What the exercise asks: Check each line of the material below for "GatewayResult", then copy the ones that contain it.

Data listing:
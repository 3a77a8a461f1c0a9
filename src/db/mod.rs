//! Database module: PostgreSQL pool, row models and SQL repositories.
//!
//! - `model`: rows returned by repository queries.
//! - `repo`: SQL-only functions taking a [`Pool`].
//!
//! [`AnimeStore`] is the seam the update cycle talks to; [`PgStore`] is the
//! production implementation backed by `repo`.

use anyhow::{Context, Result};
use async_trait::async_trait;
use chrono::{DateTime, Utc};
use sqlx::postgres::{PgPool, PgPoolOptions};
use tracing::info;

use crate::model::{AnimeRecord, UpsertReport};

pub mod model;
pub mod repo;

pub use model::{StoredAnime, TrackedPage};
pub use repo::*;

pub type Pool = PgPool;

const MAX_CONNECTIONS: u32 = 10;

pub async fn init_pool(database_url: &str) -> Result<Pool> {
    let pool = PgPoolOptions::new()
        .min_connections(1)
        .max_connections(MAX_CONNECTIONS)
        .connect(database_url)
        .await
        .context("failed to connect to PostgreSQL")?;
    info!("connected to PostgreSQL");
    Ok(pool)
}

pub async fn run_migrations(pool: &Pool) -> Result<()> {
    sqlx::migrate!("./migrations")
        .run(pool)
        .await
        .context("failed to apply bootstrap schema")?;
    Ok(())
}

#[async_trait]
pub trait AnimeStore: Send + Sync {
    /// Page that should be refreshed next, if any, ignoring `exclude`.
    async fn page_to_fetch(&self, exclude: &[i32]) -> Result<Option<i32>>;

    /// Insert or overwrite every record, keyed by AniList id.
    async fn upsert_batch(&self, records: &[AnimeRecord]) -> Result<UpsertReport>;

    /// Start tracking pages up to and including `last_page`. Returns how many were added.
    async fn track_pages(&self, last_page: i32) -> Result<u64>;

    async fn schedule_page(&self, page: i32, at: DateTime<Utc>) -> Result<()>;
}

#[derive(Debug, Clone)]
pub struct PgStore {
    pool: Pool,
}

impl PgStore {
    pub fn new(pool: Pool) -> Self {
        Self { pool }
    }

    pub fn pool(&self) -> &Pool {
        &self.pool
    }

    pub async fn close(&self) {
        self.pool.close().await;
        info!("disconnected from PostgreSQL");
    }
}

#[async_trait]
impl AnimeStore for PgStore {
    async fn page_to_fetch(&self, exclude: &[i32]) -> Result<Option<i32>> {
        repo::page_to_fetch(&self.pool, exclude).await
    }

    async fn upsert_batch(&self, records: &[AnimeRecord]) -> Result<UpsertReport> {
        repo::upsert_batch(&self.pool, records).await
    }

    async fn track_pages(&self, last_page: i32) -> Result<u64> {
        repo::track_pages(&self.pool, last_page).await
    }

    async fn schedule_page(&self, page: i32, at: DateTime<Utc>) -> Result<()> {
        repo::schedule_page(&self.pool, page, at).await
    }
}
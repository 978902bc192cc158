//! # Ticket Search Gateway
//!
//! A thin HTTP gateway in front of a full-text search engine holding support
//! tickets. It shapes free-text queries into a boosted multi-field engine
//! query, normalizes the engine's answer, and proxies readiness and
//! status-update calls to the external indexing service.
//!
//! ## Architecture
//!
//! ```text
//! ┌──────────┐   ┌──────────────────────────────┐   ┌──────────┐
//! │  Client  │──▶│           Gateway            │──▶│  Engine  │
//! │  (tsg)   │   │ query builder ▸ result shaper│   │ (_search)│
//! └──────────┘   └──────────────┬───────────────┘   └──────────┘
//!                               │ /ready, /update-status
//!                               ▼
//!                         ┌──────────┐
//!                         │ Indexer  │
//!                         └──────────┘
//! ```
//!
//! ## Modules
//!
//! | Module | Purpose |
//! |--------|---------|
//! | [`config`] | TOML configuration with environment overrides |
//! | [`models`] | Tickets, search requests and response payloads |
//! | [`query`] | Query builder |
//! | [`shape`] | Result shaper |
//! | [`engine`] | Search engine trait and HTTP backend |
//! | [`indexer`] | Indexing/status service trait and HTTP backend |
//! | [`error`] | Gateway error kinds |
//! | [`gateway`] | Search / ready / update-status orchestration |
//! | [`server`] | HTTP surface |
//! | [`client`] | Gateway client and readiness poller |
//! | [`view`] | Client view state and terminal rendering |

pub mod client;
pub mod config;
pub mod engine;
pub mod error;
pub mod gateway;
pub mod indexer;
pub mod models;
pub mod query;
pub mod server;
pub mod shape;
pub mod view;
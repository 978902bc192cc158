//! Error kinds surfaced at the gateway boundary.

/// Result type for gateway operations.
pub type GatewayResult<T> = std::result::Result<T, GatewayError>;

/// Errors produced while serving a gateway call.
///
/// None of these propagate to HTTP callers as faults: each operation maps
/// them to its safe default (empty results, not-ready, generic update
/// failure).
#[derive(Debug, thiserror::Error)]
pub enum GatewayError {
    /// Required input was missing. No downstream call was made.
    #[error("{0}")]
    Validation(String),

    /// The engine or the indexing service could not be reached, timed out,
    /// or answered with a non-success status.
    #[error("Downstream unavailable: {0}")]
    DownstreamUnavailable(String),

    /// A downstream answered with a body of unexpected shape.
    #[error("Malformed downstream response: {0}")]
    Malformed(String),
}

impl GatewayError {
    /// Machine-readable kind, used in log fields.
    pub fn kind(&self) -> &'static str {
        match self {
            GatewayError::Validation(_) => "validation",
            GatewayError::DownstreamUnavailable(_) => "downstream_unavailable",
            GatewayError::Malformed(_) => "malformed",
        }
    }

    pub fn is_validation(&self) -> bool {
        matches!(self, GatewayError::Validation(_))
    }
}

impl From<reqwest::Error> for GatewayError {
    fn from(err: reqwest::Error) -> Self {
        if err.is_decode() {
            GatewayError::Malformed(err.to_string())
        } else if err.is_timeout() {
            GatewayError::DownstreamUnavailable(format!("timed out: {}", err))
        } else {
            GatewayError::DownstreamUnavailable(err.to_string())
        }
    }
}

impl From<serde_json::Error> for GatewayError {
    fn from(err: serde_json::Error) -> Self {
        GatewayError::Malformed(err.to_string())
    }
}
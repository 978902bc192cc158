//! Gateway configuration.
//!
//! Settings are read from an optional TOML file and then overridden by
//! environment variables, so container deployments can point the gateway
//! at a search engine with nothing more than `ES_HOST` / `ES_PORT`.
//!
//! ```toml
//! [server]
//! bind = "0.0.0.0:3001"
//!
//! [engine]
//! host = "elasticsearch"
//! port = 9200
//! index = "support_cases"
//!
//! [indexer]
//! url = "http://indexer:5000"
//! ```

use anyhow::{bail, Context, Result};
use serde::Deserialize;
use std::path::Path;
use std::time::Duration;

#[derive(Debug, Deserialize, Clone, Default)]
pub struct Config {
    #[serde(default)]
    pub server: ServerConfig,
    #[serde(default)]
    pub engine: EngineConfig,
    #[serde(default)]
    pub indexer: IndexerConfig,
    #[serde(default)]
    pub client: ClientConfig,
}

#[derive(Debug, Deserialize, Clone)]
pub struct ServerConfig {
    #[serde(default = "default_bind")]
    pub bind: String,
}

impl Default for ServerConfig {
    fn default() -> Self {
        Self {
            bind: default_bind(),
        }
    }
}

fn default_bind() -> String {
    "0.0.0.0:3001".to_string()
}

/// Connection settings for the full-text search engine.
#[derive(Debug, Deserialize, Clone)]
pub struct EngineConfig {
    #[serde(default = "default_engine_scheme")]
    pub scheme: String,
    #[serde(default = "default_engine_host")]
    pub host: String,
    #[serde(default = "default_engine_port")]
    pub port: u16,
    #[serde(default = "default_index")]
    pub index: String,
    #[serde(default = "default_engine_timeout_secs")]
    pub timeout_secs: u64,
    #[serde(default = "default_page_size")]
    pub page_size: usize,
}

impl Default for EngineConfig {
    fn default() -> Self {
        Self {
            scheme: default_engine_scheme(),
            host: default_engine_host(),
            port: default_engine_port(),
            index: default_index(),
            timeout_secs: default_engine_timeout_secs(),
            page_size: default_page_size(),
        }
    }
}

fn default_engine_scheme() -> String {
    "http".to_string()
}
fn default_engine_host() -> String {
    "localhost".to_string()
}
fn default_engine_port() -> u16 {
    9200
}
fn default_index() -> String {
    "support_cases".to_string()
}
fn default_engine_timeout_secs() -> u64 {
    10
}
fn default_page_size() -> usize {
    100
}

impl EngineConfig {
    /// Base URL of the engine node, e.g. `http://localhost:9200`.
    pub fn node_url(&self) -> String {
        format!("{}://{}:{}", self.scheme, self.host, self.port)
    }

    pub fn timeout(&self) -> Duration {
        Duration::from_secs(self.timeout_secs)
    }
}

/// Connection settings for the external indexing/status service.
#[derive(Debug, Deserialize, Clone)]
pub struct IndexerConfig {
    #[serde(default = "default_indexer_url")]
    pub url: String,
    #[serde(default = "default_indexer_timeout_secs")]
    pub timeout_secs: u64,
}

impl Default for IndexerConfig {
    fn default() -> Self {
        Self {
            url: default_indexer_url(),
            timeout_secs: default_indexer_timeout_secs(),
        }
    }
}

fn default_indexer_url() -> String {
    "http://indexer:5000".to_string()
}
fn default_indexer_timeout_secs() -> u64 {
    5
}

impl IndexerConfig {
    pub fn timeout(&self) -> Duration {
        Duration::from_secs(self.timeout_secs)
    }
}

/// Settings used by the `tsg` client commands that talk to a running gateway.
#[derive(Debug, Deserialize, Clone)]
pub struct ClientConfig {
    #[serde(default = "default_gateway_url")]
    pub gateway_url: String,
    #[serde(default = "default_poll_interval_ms")]
    pub poll_interval_ms: u64,
    #[serde(default = "default_client_timeout_secs")]
    pub timeout_secs: u64,
}

impl Default for ClientConfig {
    fn default() -> Self {
        Self {
            gateway_url: default_gateway_url(),
            poll_interval_ms: default_poll_interval_ms(),
            timeout_secs: default_client_timeout_secs(),
        }
    }
}

fn default_gateway_url() -> String {
    "http://localhost:3001".to_string()
}
fn default_poll_interval_ms() -> u64 {
    1000
}
fn default_client_timeout_secs() -> u64 {
    15
}

impl ClientConfig {
    pub fn poll_interval(&self) -> Duration {
        Duration::from_millis(self.poll_interval_ms)
    }

    pub fn timeout(&self) -> Duration {
        Duration::from_secs(self.timeout_secs)
    }
}

/// Load configuration from `path` (if it exists), apply environment
/// overrides, and validate the result.
pub fn load_config(path: &Path) -> Result<Config> {
    let mut config = if path.exists() {
        let content = std::fs::read_to_string(path)
            .with_context(|| format!("Failed to read config file: {}", path.display()))?;
        toml::from_str(&content).with_context(|| "Failed to parse config file")?
    } else {
        Config::default()
    };

    apply_env_overrides(&mut config, |key| std::env::var(key).ok())?;
    validate(&config)?;

    Ok(config)
}

/// Apply `ES_HOST`, `ES_PORT`, `INDEXER_URL` and `TSG_BIND` on top of the
/// file values. The lookup is injected so tests don't touch process env.
pub fn apply_env_overrides<F>(config: &mut Config, lookup: F) -> Result<()>
where
    F: Fn(&str) -> Option<String>,
{
    if let Some(host) = lookup("ES_HOST").filter(|v| !v.is_empty()) {
        config.engine.host = host;
    }
    if let Some(port) = lookup("ES_PORT").filter(|v| !v.is_empty()) {
        config.engine.port = port
            .parse()
            .with_context(|| format!("ES_PORT is not a valid port: '{}'", port))?;
    }
    if let Some(url) = lookup("INDEXER_URL").filter(|v| !v.is_empty()) {
        config.indexer.url = url;
    }
    if let Some(bind) = lookup("TSG_BIND").filter(|v| !v.is_empty()) {
        config.server.bind = bind;
    }
    Ok(())
}

pub fn validate(config: &Config) -> Result<()> {
    if config.engine.host.trim().is_empty() {
        bail!("engine.host must not be empty");
    }
    if config.engine.port == 0 {
        bail!("engine.port must be > 0");
    }
    if config.engine.index.trim().is_empty() {
        bail!("engine.index must not be empty");
    }
    if config.engine.timeout_secs == 0 {
        bail!("engine.timeout_secs must be > 0");
    }
    if !(1..=10_000).contains(&config.engine.page_size) {
        bail!("engine.page_size must be in [1, 10000]");
    }
    if config.indexer.url.trim().is_empty() {
        bail!("indexer.url must not be empty");
    }
    if config.indexer.timeout_secs == 0 {
        bail!("indexer.timeout_secs must be > 0");
    }
    if config.client.poll_interval_ms == 0 {
        bail!("client.poll_interval_ms must be > 0");
    }
    if config.client.timeout_secs == 0 {
        bail!("client.timeout_secs must be > 0");
    }
    Ok(())
}
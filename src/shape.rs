//! Result shaping: engine response → normalized ticket results.
//!
//! The engine's response is parsed into typed structs so that an unexpected
//! shape is detected once, here, and reported as
//! [`GatewayError::Malformed`]. Missing ticket fields are never an error:
//! `priority` and `category` take their defaults and everything else passes
//! through untouched.

use serde::Deserialize;
use serde_json::Value;
use std::collections::BTreeMap;

use crate::error::{GatewayError, GatewayResult};
use crate::models::{SearchResult, Ticket, DEFAULT_CATEGORY, DEFAULT_PRIORITY};

#[derive(Debug, Deserialize)]
pub struct EngineResponse {
    pub hits: HitsEnvelope,
}

#[derive(Debug, Deserialize)]
pub struct HitsEnvelope {
    #[serde(default)]
    pub total: Option<TotalHits>,
    #[serde(default)]
    pub hits: Vec<Hit>,
}

/// Hit count, reported either bare or with a relation (`eq` / `gte`).
#[derive(Debug, Deserialize, PartialEq)]
#[serde(untagged)]
pub enum TotalHits {
    Count(u64),
    Relation {
        value: u64,
        #[serde(default)]
        relation: Option<String>,
    },
}

impl TotalHits {
    pub fn value(&self) -> u64 {
        match self {
            TotalHits::Count(n) => *n,
            TotalHits::Relation { value, .. } => *value,
        }
    }
}

#[derive(Debug, Deserialize)]
pub struct Hit {
    #[serde(rename = "_id", default)]
    pub id: Option<String>,
    #[serde(rename = "_score", default)]
    pub score: Option<f64>,
    #[serde(rename = "_source", default)]
    pub source: Ticket,
    #[serde(default)]
    pub highlight: Option<BTreeMap<String, Vec<String>>>,
}

/// Normalized search output.
#[derive(Debug, Clone, PartialEq)]
pub struct ShapedResults {
    pub results: Vec<SearchResult>,
    pub total: u64,
}

/// Parse a raw engine body.
pub fn parse_response(body: Value) -> GatewayResult<EngineResponse> {
    serde_json::from_value(body).map_err(|e| GatewayError::Malformed(e.to_string()))
}

/// Shape a parsed engine response.
///
/// When the engine omits the total, the number of returned hits is used.
pub fn shape_results(response: EngineResponse) -> ShapedResults {
    let hits = response.hits;
    let total = hits
        .total
        .as_ref()
        .map(TotalHits::value)
        .unwrap_or(hits.hits.len() as u64);

    let results = hits.hits.into_iter().map(shape_hit).collect();

    ShapedResults { results, total }
}

/// Parse and shape in one step.
pub fn shape_body(body: Value) -> GatewayResult<ShapedResults> {
    parse_response(body).map(shape_results)
}

fn shape_hit(hit: Hit) -> SearchResult {
    let Ticket {
        title,
        description,
        customer_email,
        tags,
        status,
        created_date,
        priority,
        category,
    } = hit.source;

    SearchResult {
        id: hit.id,
        title,
        description,
        customer_email,
        tags,
        status,
        created_date,
        priority: resolve_priority(priority.as_ref()),
        category: resolve_category(category),
        score: hit.score,
        highlights: hit.highlight,
    }
}

/// Null, empty, `false` and zero categories fall back to the default; any
/// other value is kept as indexed.
fn resolve_category(raw: Option<Value>) -> Value {
    match raw {
        None | Some(Value::Null) | Some(Value::Bool(false)) => Value::from(DEFAULT_CATEGORY),
        Some(Value::String(s)) if s.is_empty() => Value::from(DEFAULT_CATEGORY),
        Some(Value::Number(n)) if n.as_f64() == Some(0.0) => Value::from(DEFAULT_CATEGORY),
        Some(other) => other,
    }
}

/// Indexed priorities may arrive as integers, floats or numeric strings
/// depending on how the ingesting job typed its columns. Absent, null, zero
/// and unparsable values all fall back to the default tier.
fn resolve_priority(raw: Option<&Value>) -> i64 {
    let parsed = match raw {
        Some(Value::Number(n)) => n.as_i64().or_else(|| n.as_f64().map(|f| f as i64)),
        Some(Value::String(s)) => s.trim().parse::<f64>().ok().map(|f| f as i64),
        _ => None,
    };
    match parsed {
        Some(p) if p != 0 => p,
        _ => DEFAULT_PRIORITY,
    }
}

Exercise solution:
pub type GatewayResult<T> = std::result::Result<T, GatewayError>;
use crate::error::{GatewayError, GatewayResult};
pub fn parse_response(body: Value) -> GatewayResult<EngineResponse> {
pub fn shape_body(body: Value) -> GatewayResult<ShapedResults> {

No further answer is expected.